Nonprofit hospitals – When a nonprofit organization pays its CEO $5 million a year, it’s pretty obvious someone is profiting a lot, and that something is wrong. That was the situation in a court case in New Jersey this summer where the supposedly nonprofit Morristown Medical Center (owned by the Atlantic Health System) lost its tax-exempt status as it was operating like a for-profit hospital on almost every level.
In his decision, the judge pointed out that the medical center has various relationships with for-profit subsidiaries and owns several for-profit physician practices and other businesses The court was “unable to discern between non-profit activities carried out by the Hospital on the Subject Property, and the for-profit activities carried out by private physicians.”
In revoking the medical center’s property tax exemption, the judge noted: “By entangling and co-mingling its activities with for-profit entities, the Hospital allowed its property to be used for forbidden for-profit activities.”
The judge also emphasized that Morristown Medical Center paid its executives unreasonably high salaries for a nonprofit, including a completely unconscionable $5 million to its CEO in 2005.
Major implications for nonprofit hospitals in the future
Healthcare industry analysts immediately highlighted that this decision in New Jersey had major implications for other nonprofit hospitals across the country, and the judge was apparently quite aware of the stakes involved in his decision.
“If it is true that all non-profit hospitals operate like the Hospital in this case, as was the testimony here, then for purposes of the property-tax exemption, modern non-profit hospitals are essentially legal fictions,” Judge Vito Bianco noted in his decision.
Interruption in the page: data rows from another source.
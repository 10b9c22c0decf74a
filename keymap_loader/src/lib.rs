use std::{
    fs,
    io::ErrorKind,
    path::{Path, PathBuf},
};

use anyhow::Context;
use keymap_compiler::{
    compile_and_validate, compile_with_options, extract_preserved_blocks, CompileError,
    CompileOptions, CompiledConfig, EngineValidator, PreservedBlock, DEFAULT_ONE_SHOT_TIMEOUT_MS,
};
use keymap_schema::{LeaderKeyPreference, Milliseconds, PhysicalLayout, RuleCollection};
use serde::{Deserialize, Serialize};
use tracing::debug;

/// User preferences that shape a compile. Every field is optional in JSON.
#[derive(Debug, Clone, PartialEq, Serialize, Deserialize)]
#[serde(default)]
pub struct Preferences {
    pub leader_key: Option<LeaderKeyPreference>,
    pub physical_layout: PhysicalLayout,
    pub allow_conflicts: bool,
    pub one_shot_timeout_ms: Milliseconds,
    pub process_unmapped_keys: bool,
    pub engine_binary: Option<PathBuf>,
}

impl Default for Preferences {
    fn default() -> Self {
        Self {
            leader_key: None,
            physical_layout: PhysicalLayout::default(),
            allow_conflicts: false,
            one_shot_timeout_ms: DEFAULT_ONE_SHOT_TIMEOUT_MS,
            process_unmapped_keys: true,
            engine_binary: None,
        }
    }
}

impl Preferences {
    pub fn compile_options(&self, preserved_blocks: Vec<PreservedBlock>) -> CompileOptions {
        CompileOptions {
            leader_key: self.leader_key.clone(),
            physical_layout: self.physical_layout.clone(),
            allow_conflicts: self.allow_conflicts,
            one_shot_timeout_ms: self.one_shot_timeout_ms,
            process_unmapped_keys: self.process_unmapped_keys,
            preserved_blocks,
        }
    }
}

fn read_input(path: &Path, what: &str) -> anyhow::Result<Vec<u8>> {
    fs::read(path).map_err(|e| {
        CompileError::new("E3001", format!("failed to read {what}: {e}"))
            .with_context(path.display().to_string())
            .into()
    })
}

fn json_error(what: &str, e: &serde_json::Error) -> CompileError {
    CompileError::new("E3002", format!("invalid {what} json: {e}")).with_line(e.line())
}

pub fn load_collections_from_path(path: impl AsRef<Path>) -> anyhow::Result<Vec<RuleCollection>> {
    let path = path.as_ref();
    let bytes = read_input(path, "collections")?;
    let collections: Vec<RuleCollection> = serde_json::from_slice(&bytes)
        .map_err(|e| json_error("collections", &e))
        .with_context(|| format!("failed to load collections: {}", path.display()))?;
    debug!(count = collections.len(), path = %path.display(), "collections loaded");
    Ok(collections)
}

pub fn load_collections_from_str(json: &str) -> anyhow::Result<Vec<RuleCollection>> {
    let collections: Vec<RuleCollection> =
        serde_json::from_str(json).map_err(|e| json_error("collections", &e))?;
    Ok(collections)
}

pub fn load_preferences_from_path(path: impl AsRef<Path>) -> anyhow::Result<Preferences> {
    let path = path.as_ref();
    let bytes = read_input(path, "preferences")?;
    let prefs: Preferences = serde_json::from_slice(&bytes)
        .map_err(|e| json_error("preferences", &e))
        .with_context(|| format!("failed to load preferences: {}", path.display()))?;
    Ok(prefs)
}

pub fn load_preferences_from_str(json: &str) -> anyhow::Result<Preferences> {
    let prefs: Preferences =
        serde_json::from_str(json).map_err(|e| json_error("preferences", &e))?;
    Ok(prefs)
}

/// Preserved sections of a previously generated config. A missing file has
/// none.
pub fn read_preserved_blocks(path: impl AsRef<Path>) -> anyhow::Result<Vec<PreservedBlock>> {
    let path = path.as_ref();
    match fs::read_to_string(path) {
        Ok(text) => Ok(extract_preserved_blocks(&text)),
        Err(e) if e.kind() == ErrorKind::NotFound => Ok(Vec::new()),
        Err(e) => Err(e).with_context(|| format!("failed to read existing config: {}", path.display())),
    }
}

/// Compiles and, only on success, writes the config to `output`. Preserved
/// sections of the file being replaced are carried over.
pub fn save_config(
    collections: &[RuleCollection],
    prefs: &Preferences,
    output: impl AsRef<Path>,
    validator: Option<&dyn EngineValidator>,
) -> anyhow::Result<CompiledConfig> {
    let output = output.as_ref();
    let options = prefs.compile_options(read_preserved_blocks(output)?);
    let compiled = match validator {
        Some(v) => compile_and_validate(collections, &options, v),
        None => compile_with_options(collections, &options),
    }
    .map_err(|e| anyhow::anyhow!(e.to_string()))
    .with_context(|| format!("not writing {}", output.display()))?;

    fs::write(output, &compiled.text)
        .with_context(|| format!("failed to write: {}", output.display()))?;
    debug!(path = %output.display(), bytes = compiled.text.len(), "config written");
    Ok(compiled)
}

#[cfg(test)]
mod tests {
    use super::*;
    use std::env;

    fn temp_dir(name: &str) -> PathBuf {
        let dir = env::temp_dir().join(format!("keymap_loader_{name}_{}", std::process::id()));
        fs::create_dir_all(&dir).unwrap();
        dir
    }

    const COLLECTIONS: &str = r#"[
  {
    "id": "vim",
    "name": "Vim Navigation",
    "target_layer": "nav",
    "mappings": [{ "input": "h", "output": "left" }],
    "momentary_activator": { "input": "space", "source_layer": "base", "target_layer": "nav" }
  }
]"#;

    #[test]
    fn preferences_default_every_field() {
        let prefs = load_preferences_from_str("{}").unwrap();
        assert_eq!(prefs, Preferences::default());
        assert!(prefs.process_unmapped_keys);
        assert_eq!(prefs.one_shot_timeout_ms, 2000);

        let prefs = load_preferences_from_str(r#"{ "leader_key": {}, "allow_conflicts": true }"#).unwrap();
        assert_eq!(prefs.leader_key, Some(LeaderKeyPreference::default()));
        assert!(prefs.compile_options(Vec::new()).allow_conflicts);
    }

    #[test]
    fn collections_load_from_json() {
        let collections = load_collections_from_str(COLLECTIONS).unwrap();
        assert_eq!(collections.len(), 1);
        assert!(collections[0].is_enabled);
        assert!(collections[0].momentary_activator.is_some());
    }

    #[test]
    fn invalid_json_reports_e3002_with_line() {
        let err = load_collections_from_str("[\n  { \"id\": 1 }\n]").unwrap_err();
        let compile_err = err.downcast_ref::<CompileError>().unwrap();
        assert_eq!(compile_err.code, "E3002");
        assert_eq!(compile_err.line, Some(2));
    }

    #[test]
    fn missing_file_reports_e3001() {
        let missing = temp_dir("missing").join("nope.json");
        let err = load_collections_from_path(&missing).unwrap_err();
        assert!(format!("{err:#}").contains("E3001: failed to read collections"));
    }

    #[test]
    fn save_writes_only_after_successful_compile() {
        let dir = temp_dir("save");
        let out = dir.join("keymap.kbd");
        let _ = fs::remove_file(&out);

        let conflicting = load_collections_from_str(
            r#"[
  { "id": "a", "name": "A", "mappings": [{ "input": "f", "output": "g" }] },
  { "id": "b", "name": "B", "mappings": [{ "input": "f", "output": "h" }] }
]"#,
        )
        .unwrap();
        let err = save_config(&conflicting, &Preferences::default(), &out, None).unwrap_err();
        assert!(format!("{err:#}").contains("E1001"));
        assert!(!out.exists());

        let collections = load_collections_from_str(COLLECTIONS).unwrap();
        let compiled = save_config(&collections, &Preferences::default(), &out, None).unwrap();
        assert_eq!(fs::read_to_string(&out).unwrap(), compiled.text);
    }

    #[test]
    fn save_carries_preserved_sections_forward() {
        let dir = temp_dir("preserve");
        let out = dir.join("keymap.kbd");
        fs::write(
            &out,
            ";; === BEGIN PRESERVED: mine ===\n(defvar x 1)\n;; === END PRESERVED: mine ===\n",
        )
        .unwrap();

        let collections = load_collections_from_str(COLLECTIONS).unwrap();
        save_config(&collections, &Preferences::default(), &out, None).unwrap();
        let text = fs::read_to_string(&out).unwrap();
        assert!(text.contains(";; === BEGIN PRESERVED: mine ===\n(defvar x 1)\n"));
        assert!(text.contains("(deflayer nav"));
    }
}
Hedge funds moving in to buy financially stressed nonprofit hospitals
Hedge funds are also getting involved in buying nonprofit hospitals today. California Attorney General Kamala Harris has recently approved a $260 million investment deal with BlueMountain Capital Management and the Daughters of Charity nonprofit hospital group, in the biggest non-profit hospital transaction in the history of the state. Although the reaction was positive for the most part, as it “saves” the financially struggling hospital chain from bankruptcy, but many are also worried about the future when a for-profit hedge fund buys a Catholic organization with a mission to help poor people.
The sale included numerous conditions, such as requiring the hedge fund to maintain the primary mission of assisting low-income patients, conditions that were too much for another hedge fund suitor last year.
Critics say the deal is the start of a slippery slope, as BlueMountain hedge fund can now buy the whole hospital chain in just a few years. They are to keep at least five of the six hospitals open and maintain Medi-Cal contracts and services, but only for the next 10 years. BlueMountain can do almost anything it wants with the hospital after a decade, and that is very likely to be bad news for low-income California residents.
That said, nonprofit hospitals are in trouble across the country. As the court case discussed above highlights, many nonprofit hospitals have allowed the profit motive to creep deeper and deeper into their operations, meaning that some are losing their tax exemptions and all are coming under increased scrutiny.
Healthcare industry analysts also point out that non-profit hospitals are having problems adequately funding pension plans because of current low discount rates, which hurts their overall financial health and long-term financial viability.